§ **Task input**:
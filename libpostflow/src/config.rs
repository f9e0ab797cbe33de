//! Configuration management for Postflow

use serde::{Deserialize, Serialize};
use std::path::{Path, PathBuf};
use std::time::Duration;

use crate::error::{ConfigError, Result};
use crate::types::Platform;

pub const CONFIG_ENV: &str = "POSTFLOW_CONFIG";

#[derive(Debug, Clone, Serialize, Deserialize)]
pub struct Config {
    pub database: DatabaseConfig,
    #[serde(default)]
    pub scheduling: SchedulingConfig,
    #[serde(default)]
    pub retry: RetryConfig,
    #[serde(default)]
    pub http: HttpConfig,
    #[serde(default)]
    pub rate_limits: RateLimitsConfig,
    #[serde(default)]
    pub platforms: PlatformsConfig,
}

#[derive(Debug, Clone, Serialize, Deserialize)]
pub struct DatabaseConfig {
    pub path: String,
}

#[derive(Debug, Clone, Serialize, Deserialize)]
pub struct SchedulingConfig {
    /// Seconds between `postflow-send` ticks
    #[serde(default = "default_poll_interval")]
    pub poll_interval: u64,
    /// Failed posts are requeued at most this many times
    #[serde(default = "default_max_retries")]
    pub max_retries: u32,
    /// Terminal posts older than this many days are deleted
    #[serde(default = "default_retention_days")]
    pub retention_days: u32,
    /// Due posts processed in parallel per tick
    #[serde(default = "default_concurrency")]
    pub concurrency: usize,
    /// Failed status lookups in a row before a submitted post counts as FAILED
    #[serde(default = "default_max_check_failures")]
    pub max_check_failures: u32,
}

fn default_poll_interval() -> u64 {
    60
}

fn default_max_retries() -> u32 {
    3
}

fn default_retention_days() -> u32 {
    30
}

fn default_concurrency() -> usize {
    1
}

fn default_max_check_failures() -> u32 {
    10
}

impl Default for SchedulingConfig {
    fn default() -> Self {
        Self {
            poll_interval: default_poll_interval(),
            max_retries: default_max_retries(),
            retention_days: default_retention_days(),
            concurrency: default_concurrency(),
            max_check_failures: default_max_check_failures(),
        }
    }
}

#[derive(Debug, Clone, Serialize, Deserialize)]
pub struct RetryConfig {
    #[serde(default = "default_max_attempts")]
    pub max_attempts: u32,
    #[serde(default = "default_backoff_ms")]
    pub backoff_ms: u64,
}

fn default_max_attempts() -> u32 {
    3
}

fn default_backoff_ms() -> u64 {
    1000
}

impl Default for RetryConfig {
    fn default() -> Self {
        Self {
            max_attempts: default_max_attempts(),
            backoff_ms: default_backoff_ms(),
        }
    }
}

impl RetryConfig {
    pub fn backoff(&self) -> Duration {
        Duration::from_millis(self.backoff_ms)
    }
}

#[derive(Debug, Clone, Serialize, Deserialize)]
pub struct HttpConfig {
    #[serde(default = "default_timeout_secs")]
    pub timeout_secs: u64,
    #[serde(default = "default_media_poll_attempts")]
    pub media_poll_attempts: u32,
    #[serde(default = "default_media_poll_delay_ms")]
    pub media_poll_delay_ms: u64,
}

fn default_timeout_secs() -> u64 {
    30
}

fn default_media_poll_attempts() -> u32 {
    10
}

fn default_media_poll_delay_ms() -> u64 {
    1000
}

impl Default for HttpConfig {
    fn default() -> Self {
        Self {
            timeout_secs: default_timeout_secs(),
            media_poll_attempts: default_media_poll_attempts(),
            media_poll_delay_ms: default_media_poll_delay_ms(),
        }
    }
}

impl HttpConfig {
    pub fn timeout(&self) -> Duration {
        Duration::from_secs(self.timeout_secs)
    }
}

/// Per-platform override of the outbound request quota
#[derive(Debug, Clone, Copy, Serialize, Deserialize, PartialEq, Eq)]
pub struct RateLimitSettings {
    pub points: u32,
    pub duration_secs: u64,
    #[serde(default)]
    pub block_duration_secs: Option<u64>,
}

#[derive(Debug, Clone, Default, Serialize, Deserialize)]
pub struct RateLimitsConfig {
    pub twitter: Option<RateLimitSettings>,
    pub linkedin: Option<RateLimitSettings>,
    pub instagram: Option<RateLimitSettings>,
    pub tiktok: Option<RateLimitSettings>,
    pub youtube: Option<RateLimitSettings>,
    pub bluesky: Option<RateLimitSettings>,
    pub threads: Option<RateLimitSettings>,
}

impl RateLimitsConfig {
    pub fn get(&self, platform: Platform) -> Option<RateLimitSettings> {
        match platform {
            Platform::Twitter => self.twitter,
            Platform::LinkedIn => self.linkedin,
            Platform::Instagram => self.instagram,
            Platform::TikTok => self.tiktok,
            Platform::YouTube => self.youtube,
            Platform::Bluesky => self.bluesky,
            Platform::Threads => self.threads,
        }
    }
}

/// OAuth application registered with a provider
#[derive(Debug, Clone, Serialize, Deserialize)]
pub struct OAuthAppConfig {
    pub client_id: String,
    #[serde(default)]
    pub client_secret: Option<String>,
    pub redirect_uri: String,
    /// Overrides the adapter's default scopes
    #[serde(default)]
    pub scopes: Option<Vec<String>>,
}

impl OAuthAppConfig {
    pub fn require_secret(&self, platform: Platform) -> Result<&str> {
        self.client_secret.as_deref().ok_or_else(|| {
            ConfigError::MissingField(format!("platforms.{}.client_secret", platform)).into()
        })
    }
}

#[derive(Debug, Clone, Serialize, Deserialize)]
pub struct BlueskyConfig {
    /// PDS that accounts authenticate against
    #[serde(default = "default_bluesky_service")]
    pub service: String,
}

fn default_bluesky_service() -> String {
    "https://bsky.social".to_string()
}

impl Default for BlueskyConfig {
    fn default() -> Self {
        Self {
            service: default_bluesky_service(),
        }
    }
}

#[derive(Debug, Clone, Default, Serialize, Deserialize)]
pub struct PlatformsConfig {
    pub twitter: Option<OAuthAppConfig>,
    pub linkedin: Option<OAuthAppConfig>,
    pub instagram: Option<OAuthAppConfig>,
    pub tiktok: Option<OAuthAppConfig>,
    pub youtube: Option<OAuthAppConfig>,
    pub threads: Option<OAuthAppConfig>,
    pub bluesky: Option<BlueskyConfig>,
}

impl PlatformsConfig {
    /// OAuth app settings for every platform except Bluesky
    pub fn oauth(&self, platform: Platform) -> Option<&OAuthAppConfig> {
        match platform {
            Platform::Twitter => self.twitter.as_ref(),
            Platform::LinkedIn => self.linkedin.as_ref(),
            Platform::Instagram => self.instagram.as_ref(),
            Platform::TikTok => self.tiktok.as_ref(),
            Platform::YouTube => self.youtube.as_ref(),
            Platform::Threads => self.threads.as_ref(),
            Platform::Bluesky => None,
        }
    }

    /// Platforms with enough configuration to build an adapter
    pub fn configured(&self) -> Vec<Platform> {
        Platform::ALL
            .into_iter()
            .filter(|p| match p {
                Platform::Bluesky => self.bluesky.is_some(),
                other => self.oauth(*other).is_some(),
            })
            .collect()
    }
}

impl Config {
    /// Load configuration from the default location
    pub fn load() -> Result<Self> {
        let config_path = resolve_config_path()?;
        Self::load_from_path(&config_path)
    }

    /// Load configuration from a specific path
    pub fn load_from_path(path: &Path) -> Result<Self> {
        let content = std::fs::read_to_string(path).map_err(ConfigError::ReadError)?;
        Self::parse(&content)
    }

    pub fn parse(content: &str) -> Result<Self> {
        let config: Config = toml::from_str(content).map_err(ConfigError::ParseError)?;
        config.validate()?;
        Ok(config)
    }

    /// Reject settings that would make the pipeline spin or divide by zero
    pub fn validate(&self) -> Result<()> {
        if self.database.path.trim().is_empty() {
            return Err(ConfigError::MissingField("database.path".to_string()).into());
        }
        if self.scheduling.concurrency == 0 {
            return Err(invalid("scheduling.concurrency", "must be at least 1"));
        }
        if self.scheduling.poll_interval == 0 {
            return Err(invalid("scheduling.poll_interval", "must be at least 1 second"));
        }
        if self.retry.max_attempts == 0 {
            return Err(invalid("retry.max_attempts", "must be at least 1"));
        }
        if self.http.media_poll_attempts == 0 {
            return Err(invalid("http.media_poll_attempts", "must be at least 1"));
        }
        for platform in Platform::ALL {
            if let Some(limit) = self.rate_limits.get(platform) {
                if limit.points == 0 || limit.duration_secs == 0 {
                    return Err(invalid(
                        &format!("rate_limits.{}", platform),
                        "points and duration_secs must be positive",
                    ));
                }
            }
        }
        Ok(())
    }

    /// Create a default configuration
    pub fn default_config() -> Self {
        Self {
            database: DatabaseConfig {
                path: "~/.local/share/postflow/postflow.db".to_string(),
            },
            scheduling: SchedulingConfig::default(),
            retry: RetryConfig::default(),
            http: HttpConfig::default(),
            rate_limits: RateLimitsConfig::default(),
            platforms: PlatformsConfig::default(),
        }
    }
}

fn invalid(field: &str, reason: &str) -> crate::error::PostflowError {
    ConfigError::InvalidValue {
        field: field.to_string(),
        reason: reason.to_string(),
    }
    .into()
}

/// Resolve the configuration file path following the XDG layout
pub fn resolve_config_path() -> Result<PathBuf> {
    if let Ok(path) = std::env::var(CONFIG_ENV) {
        return Ok(PathBuf::from(shellexpand::tilde(&path).to_string()));
    }

    let config_dir = dirs::config_dir()
        .ok_or_else(|| ConfigError::MissingField("config directory".to_string()))?;

    Ok(config_dir.join("postflow").join("config.toml"))
}

/// Resolve the data directory path following the XDG layout
pub fn resolve_data_path() -> Result<PathBuf> {
    let data_dir = dirs::data_dir()
        .ok_or_else(|| ConfigError::MissingField("data directory".to_string()))?;

    Ok(data_dir.join("postflow"))
}

/// Expand `~` in a configured database path, defaulting to the data directory
pub fn resolve_db_path(configured: Option<&str>) -> Result<PathBuf> {
    match configured {
        Some(path) if !path.trim().is_empty() => {
            Ok(PathBuf::from(shellexpand::tilde(path).to_string()))
        }
        _ => Ok(resolve_data_path()?.join("postflow.db")),
    }
}
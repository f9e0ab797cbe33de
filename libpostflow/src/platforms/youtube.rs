//! YouTube platform implementation
//!
//! Videos are uploaded privately through a resumable upload session.
//! `create_post` then publishes an uploaded video by setting its snippet and
//! privacy status, optionally with a provider-side `publishAt` time.

use async_trait::async_trait;
use reqwest::Client;
use serde::Deserialize;
use serde_json::{json, Value};
use tracing::debug;

use crate::config::OAuthAppConfig;
use crate::error::{PlatformError, Result};
use crate::platforms::http::{self, into_auth_error};
use crate::platforms::oauth::{self, TokenResponse};
use crate::platforms::{is_url, limits, require_media_type, PlatformAdapter};
use crate::types::{
    AccessTokenData, AuthorizationRequest, MediaMetadata, MediaType, MediaUploadResult, Platform,
    PlatformUser, PostOptions, PostResult, PrivacyStatus, RemotePostStatus,
};

const PLATFORM: Platform = Platform::YouTube;
const MAX_TITLE_CHARS: usize = 100;
const DEFAULT_SCOPES: [&str; 2] = [
    "https://www.googleapis.com/auth/youtube.upload",
    "https://www.googleapis.com/auth/youtube.readonly",
];

pub struct YouTubeAdapter {
    client: Client,
    app: OAuthAppConfig,
    auth_base: String,
    token_base: String,
    api_base: String,
}

#[derive(Debug, Deserialize)]
struct ItemList<T> {
    #[serde(default = "Vec::new")]
    items: Vec<T>,
}

#[derive(Debug, Deserialize)]
struct Channel {
    id: String,
    snippet: ChannelSnippet,
}

#[derive(Debug, Deserialize)]
#[serde(rename_all = "camelCase")]
struct ChannelSnippet {
    title: String,
    custom_url: Option<String>,
    thumbnails: Option<Value>,
}

#[derive(Debug, Deserialize)]
struct UploadedVideo {
    id: String,
}

#[derive(Debug, Deserialize)]
struct Video {
    status: Option<VideoStatus>,
    statistics: Option<Value>,
}

#[derive(Debug, Deserialize)]
#[serde(rename_all = "camelCase")]
struct VideoStatus {
    upload_status: Option<String>,
    failure_reason: Option<String>,
    rejection_reason: Option<String>,
}

/// Title from the options, else the first line of the description
fn video_title(content: &str, options: &PostOptions) -> String {
    let title = options
        .title
        .as_deref()
        .unwrap_or_else(|| content.lines().next().unwrap_or_default());
    let title: String = title.chars().take(MAX_TITLE_CHARS).collect();
    if title.trim().is_empty() {
        "Untitled".to_string()
    } else {
        title
    }
}

fn privacy_status(options: &PostOptions) -> &'static str {
    // Scheduled publishing only works on private videos
    if options.publish_at.is_some() {
        return "private";
    }
    match options.privacy.unwrap_or(PrivacyStatus::Public) {
        PrivacyStatus::Public => "public",
        PrivacyStatus::Unlisted => "unlisted",
        PrivacyStatus::Private => "private",
    }
}

impl YouTubeAdapter {
    pub fn new(app: OAuthAppConfig, client: Client) -> Self {
        Self {
            client,
            app,
            auth_base: "https://accounts.google.com".to_string(),
            token_base: "https://oauth2.googleapis.com".to_string(),
            api_base: "https://www.googleapis.com".to_string(),
        }
    }

    pub fn with_base_url(mut self, base: &str) -> Self {
        let base = base.trim_end_matches('/').to_string();
        self.auth_base = base.clone();
        self.token_base = base.clone();
        self.api_base = base;
        self
    }

    async fn token_request(&self, operation: &str, form: &[(&str, &str)]) -> Result<AccessTokenData> {
        let secret = self.app.require_secret(PLATFORM)?;
        let mut params = form.to_vec();
        params.push(("client_id", self.app.client_id.as_str()));
        params.push(("client_secret", secret));

        let response: TokenResponse = http::send_json(
            PLATFORM,
            operation,
            self.client
                .post(format!("{}/token", self.token_base))
                .form(&params),
        )
        .await
        .map_err(into_auth_error)?;
        Ok(response.into())
    }
}

#[async_trait]
impl PlatformAdapter for YouTubeAdapter {
    fn platform(&self) -> Platform {
        PLATFORM
    }

    fn character_limit(&self) -> Option<usize> {
        limits(PLATFORM).0
    }

    fn max_media(&self) -> usize {
        limits(PLATFORM).1
    }

    fn get_auth_url(&self) -> Result<AuthorizationRequest> {
        let state = oauth::generate_state();
        let scope = oauth::scopes_or(self.app.scopes.as_ref(), &DEFAULT_SCOPES, " ");
        let url = oauth::authorize_url(
            PLATFORM,
            &format!("{}/o/oauth2/v2/auth", self.auth_base),
            &[
                ("client_id", self.app.client_id.as_str()),
                ("redirect_uri", self.app.redirect_uri.as_str()),
                ("response_type", "code"),
                ("scope", scope.as_str()),
                ("access_type", "offline"),
                ("prompt", "consent"),
                ("state", state.as_str()),
            ],
        )?;
        Ok(AuthorizationRequest {
            url,
            state,
            code_verifier: None,
        })
    }

    async fn authorize(&self, code: &str, _verifier: Option<&str>) -> Result<AccessTokenData> {
        self.token_request(
            "authorize",
            &[
                ("code", code),
                ("grant_type", "authorization_code"),
                ("redirect_uri", self.app.redirect_uri.as_str()),
            ],
        )
        .await
    }

    async fn refresh_token(&self, refresh_token: &str) -> Result<AccessTokenData> {
        self.token_request(
            "refresh_token",
            &[
                ("grant_type", "refresh_token"),
                ("refresh_token", refresh_token),
            ],
        )
        .await
    }

    async fn get_user(&self, access_token: &str) -> Result<PlatformUser> {
        let channels: ItemList<Channel> = http::send_json(
            PLATFORM,
            "get_user",
            self.client
                .get(format!("{}/youtube/v3/channels", self.api_base))
                .bearer_auth(access_token)
                .query(&[("part", "snippet"), ("mine", "true")]),
        )
        .await?;

        let channel = channels.items.into_iter().next().ok_or_else(|| {
            PlatformError::auth("This Google account has no YouTube channel")
                .with_context("platform", PLATFORM.as_str())
                .with_context("operation", "get_user")
        })?;

        let profile_image = channel
            .snippet
            .thumbnails
            .as_ref()
            .and_then(|t| t.pointer("/default/url"))
            .and_then(Value::as_str)
            .map(str::to_string);

        Ok(PlatformUser {
            id: channel.id,
            username: channel
                .snippet
                .custom_url
                .unwrap_or_else(|| channel.snippet.title.clone()),
            display_name: Some(channel.snippet.title),
            profile_image,
            is_verified: None,
        })
    }

    async fn upload_media(
        &self,
        data: &[u8],
        mime_type: &str,
        access_token: &str,
        metadata: Option<&MediaMetadata>,
    ) -> Result<MediaUploadResult> {
        let media_type = require_media_type(PLATFORM, mime_type)?;
        if media_type != MediaType::Video {
            return Err(PlatformError::validation("YouTube only accepts video uploads")
                .with_context("platform", PLATFORM.as_str())
                .with_context("operation", "upload_media")
                .into());
        }

        let title = metadata
            .and_then(|m| m.title.as_deref())
            .unwrap_or("Untitled");
        let session = http::send(
            PLATFORM,
            "upload_media_init",
            self.client
                .post(format!("{}/upload/youtube/v3/videos", self.api_base))
                .bearer_auth(access_token)
                .query(&[("uploadType", "resumable"), ("part", "snippet,status")])
                .header("X-Upload-Content-Type", mime_type)
                .header("X-Upload-Content-Length", data.len().to_string())
                .json(&json!({
                    "snippet": { "title": title },
                    "status": { "privacyStatus": "private" }
                })),
        )
        .await?;

        let upload_url = session
            .headers()
            .get(reqwest::header::LOCATION)
            .and_then(|v| v.to_str().ok())
            .map(str::to_string)
            .ok_or_else(|| {
                PlatformError::api("YouTube did not return a resumable upload URL")
                    .with_context("platform", PLATFORM.as_str())
                    .with_context("operation", "upload_media_init")
            })?;

        let video: UploadedVideo = http::send_json(
            PLATFORM,
            "upload_media_put",
            self.client
                .put(&upload_url)
                .bearer_auth(access_token)
                .header(reqwest::header::CONTENT_TYPE, mime_type)
                .body(data.to_vec()),
        )
        .await?;

        debug!(video_id = %video.id, bytes = data.len(), "YouTube video uploaded");
        Ok(MediaUploadResult {
            url: Some(format!("https://www.youtube.com/watch?v={}", video.id)),
            media_id: video.id,
            media_type,
        })
    }

    async fn create_post(
        &self,
        content: &str,
        media_ids: &[String],
        access_token: &str,
        options: &PostOptions,
    ) -> Result<PostResult> {
        self.validate_content(content, media_ids)?;
        let video_id = media_ids
            .first()
            .filter(|m| !is_url(m))
            .ok_or_else(|| {
                PlatformError::validation("YouTube posts need an uploaded video id")
                    .with_context("platform", PLATFORM.as_str())
                    .with_context("operation", "create_post")
            })?;

        let mut status = json!({ "privacyStatus": privacy_status(options) });
        if let Some(publish_at) = options.publish_at {
            status["publishAt"] = json!(publish_at.to_rfc3339());
        }

        let video: UploadedVideo = http::send_json(
            PLATFORM,
            "create_post",
            self.client
                .put(format!("{}/youtube/v3/videos", self.api_base))
                .bearer_auth(access_token)
                .query(&[("part", "snippet,status")])
                .json(&json!({
                    "id": video_id,
                    "snippet": {
                        "title": video_title(content, options),
                        "description": content,
                        "categoryId": "22"
                    },
                    "status": status
                })),
        )
        .await?;

        let url = format!("https://www.youtube.com/watch?v={}", video.id);
        Ok(PostResult::new(PLATFORM, video.id, Some(url)))
    }

    async fn delete_post(&self, post_id: &str, access_token: &str) -> Result<()> {
        http::send(
            PLATFORM,
            "delete_post",
            self.client
                .delete(format!("{}/youtube/v3/videos", self.api_base))
                .bearer_auth(access_token)
                .query(&[("id", post_id)]),
        )
        .await?;
        Ok(())
    }

    async fn get_post_status(
        &self,
        post_id: &str,
        access_token: &str,
    ) -> Result<RemotePostStatus> {
        let videos: ItemList<Video> = http::send_json(
            PLATFORM,
            "get_post_status",
            self.client
                .get(format!("{}/youtube/v3/videos", self.api_base))
                .bearer_auth(access_token)
                .query(&[("part", "status,statistics"), ("id", post_id)]),
        )
        .await?;

        let Some(video) = videos.items.into_iter().next() else {
            return Ok(RemotePostStatus::Failed {
                reason: "Video not found".to_string(),
            });
        };
        let status = video.status.unwrap_or(VideoStatus {
            upload_status: None,
            failure_reason: None,
            rejection_reason: None,
        });

        Ok(match status.upload_status.as_deref() {
            Some("processed") => RemotePostStatus::Published {
                metrics: video.statistics,
            },
            Some(state @ ("failed" | "rejected" | "deleted")) => RemotePostStatus::Failed {
                reason: status
                    .failure_reason
                    .or(status.rejection_reason)
                    .unwrap_or_else(|| state.to_string()),
            },
            _ => RemotePostStatus::Pending,
        })
    }
}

§ **Action item**: Locate the word "SchedulingConfig" in the records and collect each line it appears in.

§ **Solution to the problem**:
    pub scheduling: SchedulingConfig,
pub struct SchedulingConfig {
impl Default for SchedulingConfig {
            scheduling: SchedulingConfig::default(),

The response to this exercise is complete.